== Problem to solve ==
Output the data word for word. Begin at its first line and end at the line with "pub const ENV_BACKEND: &str".

== Given data ==
#####
/// Service configuration loading.
///
/// A JSON file with optional sections; anything left out takes its default.
/// Environment variables are applied on top, and CLI flags on top of those.
use crate::config::descriptor::PolicyDescriptor;
use crate::config::presets::get_presets;
use crate::config::types::{Result, ServiceError};
use crate::core::supervisor::{DEFAULT_ADDRESS_SPACE_HEADROOM, DEFAULT_KILL_GRACE};
use crate::core::types::BackendKind;
use serde::{Deserialize, Serialize};
use std::path::{Path, PathBuf};
use std::time::Duration;

pub const ENV_BIND: &str = "LEARNBOX_BIND";
pub const ENV_BACKEND: &str = "LEARNBOX_BACKEND";
pub const ENV_AUDIT_LOG: &str = "LEARNBOX_AUDIT_LOG";

pub const DEFAULT_BIND: &str = "127.0.0.1:5001";
pub const DEFAULT_MAX_REQUEST_BYTES: usize = 64 * 1024;
pub const DEFAULT_READ_TIMEOUT_MILLIS: u64 = 5_000;

#[derive(Debug, Clone, PartialEq, Eq, Serialize, Deserialize)]
#[serde(default)]
pub struct ServerConfig {
    pub bind: String,
    /// Largest request (head plus body) the server will read
    pub max_request_bytes: usize,
    pub read_timeout_millis: u64,
}

impl Default for ServerConfig {
    fn default() -> Self {
        Self {
            bind: DEFAULT_BIND.to_string(),
            max_request_bytes: DEFAULT_MAX_REQUEST_BYTES,
            read_timeout_millis: DEFAULT_READ_TIMEOUT_MILLIS,
        }
    }
}

impl ServerConfig {
    pub fn read_timeout(&self) -> Duration {
        Duration::from_millis(self.read_timeout_millis)
    }
}

#[derive(Debug, Clone, PartialEq, Eq, Serialize, Deserialize)]
#[serde(default)]
pub struct GovernorConfig {
    pub backend: BackendKind,
    pub kill_grace_millis: u64,
    /// Added on top of the policy memory ceiling for the worker's RLIMIT_AS
    pub address_space_headroom_bytes: u64,
    /// Worker binary; the running executable when unset
    pub worker_executable: Option<PathBuf>,
}

impl Default for GovernorConfig {
    fn default() -> Self {
        Self {
            backend: BackendKind::default(),
            kill_grace_millis: DEFAULT_KILL_GRACE.as_millis() as u64,
            address_space_headroom_bytes: DEFAULT_ADDRESS_SPACE_HEADROOM,
            worker_executable: None,
        }
    }
}

impl GovernorConfig {
    pub fn kill_grace(&self) -> Duration {
        Duration::from_millis(self.kill_grace_millis)
    }
}

#[derive(Debug, Clone, Default, PartialEq, Eq, Serialize, Deserialize)]
#[serde(default)]
pub struct ServiceConfig {
    pub server: ServerConfig,
    /// Named policy from the preset registry. Mutually exclusive with `policy`.
    pub preset: Option<String>,
    pub policy: Option<PolicyDescriptor>,
    pub governor: GovernorConfig,
    /// Lesson table replacing the bundled one
    pub lessons_path: Option<PathBuf>,
    /// JSONL audit file; events only go to the log when unset
    pub audit_log_path: Option<PathBuf>,
}

impl ServiceConfig {
    pub fn load_from_file<P: AsRef<Path>>(path: P) -> Result<Self> {
        let path = path.as_ref();
        let content = std::fs::read_to_string(path).map_err(|e| {
            ServiceError::Config(format!("Failed to read config file {}: {}", path.display(), e))
        })?;
        serde_json::from_str(&content)
            .map_err(|e| ServiceError::Config(format!("Failed to parse config JSON: {}", e)))
    }

    /// File when given, defaults otherwise, then process environment overrides
    pub fn load(path: Option<&Path>) -> Result<Self> {
        let mut config = match path {
            Some(path) => Self::load_from_file(path)?,
            None => Self::default(),
        };
        config.apply_env(|key| std::env::var(key).ok())?;
        Ok(config)
    }

    /// Apply `LEARNBOX_*` overrides read through `lookup`
    pub fn apply_env<F>(&mut self, lookup: F) -> Result<()>
    where
        F: Fn(&str) -> Option<String>,
    {
        if let Some(bind) = lookup(ENV_BIND).filter(|v| !v.trim().is_empty()) {
            self.server.bind = bind.trim().to_string();
        }
        if let Some(backend) = lookup(ENV_BACKEND).filter(|v| !v.trim().is_empty()) {
            self.governor.backend = backend
                .parse()
                .map_err(|e| ServiceError::Config(format!("{}: {}", ENV_BACKEND, e)))?;
        }
        if let Some(path) = lookup(ENV_AUDIT_LOG).filter(|v| !v.trim().is_empty()) {
            self.audit_log_path = Some(PathBuf::from(path));
        }
        Ok(())
    }

    /// The policy every run uses: the named preset, the inline policy, or the default
    pub fn effective_policy(&self) -> Result<PolicyDescriptor> {
        match (&self.preset, &self.policy) {
            (Some(_), Some(_)) => Err(ServiceError::Config(
                "set either `preset` or `policy`, not both".to_string(),
            )),
            (Some(id), None) => get_presets()
                .get(id)
                .map(|preset| preset.policy.clone())
                .ok_or_else(|| {
                    ServiceError::Config(format!(
                        "unknown preset '{}' (available: {})",
                        id,
                        get_presets().list_ids().join(", ")
                    ))
                }),
            (None, Some(policy)) => Ok(policy.clone()),
            (None, None) => Ok(PolicyDescriptor::default()),
        }
    }
}

#[cfg(test)]
mod tests {
    use super::*;
    use std::collections::HashMap;
    use std::io::Write;

    #[test]
    fn test_defaults() {
        let config = ServiceConfig::default();
        assert_eq!(config.server.bind, DEFAULT_BIND);
        assert_eq!(config.governor.backend, BackendKind::Process);
        assert_eq!(config.governor.kill_grace(), DEFAULT_KILL_GRACE);
        assert_eq!(config.effective_policy().unwrap(), PolicyDescriptor::default());
    }

    #[test]
    fn test_partial_file() {
        let mut file = tempfile::NamedTempFile::new().unwrap();
        write!(
            file,
            r#"{{"server": {{"bind": "0.0.0.0:9000"}}, "policy": {{"max_output_bytes": 128}}}}"#
        )
        .unwrap();

        let config = ServiceConfig::load_from_file(file.path()).unwrap();
        assert_eq!(config.server.bind, "0.0.0.0:9000");
        assert_eq!(config.server.max_request_bytes, DEFAULT_MAX_REQUEST_BYTES);
        let policy = config.effective_policy().unwrap();
        assert_eq!(policy.max_output_bytes, 128);
        assert!(policy.allows("print"));
    }

    #[test]
    fn test_bad_file() {
        let mut file = tempfile::NamedTempFile::new().unwrap();
        write!(file, "{{ nope").unwrap();
        let err = ServiceConfig::load_from_file(file.path()).unwrap_err();
        assert!(matches!(err, ServiceError::Config(_)));
        assert!(ServiceConfig::load_from_file("/nonexistent/learnbox.json").is_err());
    }

    #[test]
    fn test_env_overrides() {
        let env: HashMap<&str, &str> = [
            (ENV_BIND, "127.0.0.1:7000"),
            (ENV_BACKEND, "Thread"),
            (ENV_AUDIT_LOG, "/tmp/learnbox-audit.jsonl"),
        ]
        .into_iter()
        .collect();
        let mut config = ServiceConfig::default();
        config
            .apply_env(|k| env.get(k).map(|v| v.to_string()))
            .unwrap();
        assert_eq!(config.server.bind, "127.0.0.1:7000");
        assert_eq!(config.governor.backend, BackendKind::Thread);
        assert_eq!(
            config.audit_log_path.as_deref(),
            Some(Path::new("/tmp/learnbox-audit.jsonl"))
        );

        let err = config
            .apply_env(|k| (k == ENV_BACKEND).then(|| "docker".to_string()))
            .unwrap_err();
        assert!(err.to_string().contains(ENV_BACKEND));
    }

    #[test]
    fn test_preset_selection() {
        let config = ServiceConfig {
            preset: Some("lesson-extended-v1".to_string()),
            ..Default::default()
        };
        assert!(config.effective_policy().unwrap().allows("sorted"));

        let unknown = ServiceConfig {
            preset: Some("nope".to_string()),
            ..Default::default()
        };
        assert!(unknown.effective_policy().is_err());

        let both = ServiceConfig {
            preset: Some("lesson-basic-v1".to_string()),
            policy: Some(PolicyDescriptor::default()),
            ..Default::default()
        };
        assert!(both.effective_policy().is_err());
    }
}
#####
== Task result ==
/// Service configuration loading.
///
/// A JSON file with optional sections; anything left out takes its default.
/// Environment variables are applied on top, and CLI flags on top of those.
use crate::config::descriptor::PolicyDescriptor;
use crate::config::presets::get_presets;
use crate::config::types::{Result, ServiceError};
use crate::core::supervisor::{DEFAULT_ADDRESS_SPACE_HEADROOM, DEFAULT_KILL_GRACE};
use crate::core::types::BackendKind;
use serde::{Deserialize, Serialize};
use std::path::{Path, PathBuf};
use std::time::Duration;

pub const ENV_BIND: &str = "LEARNBOX_BIND";
pub const ENV_BACKEND: &str = "LEARNBOX_BACKEND";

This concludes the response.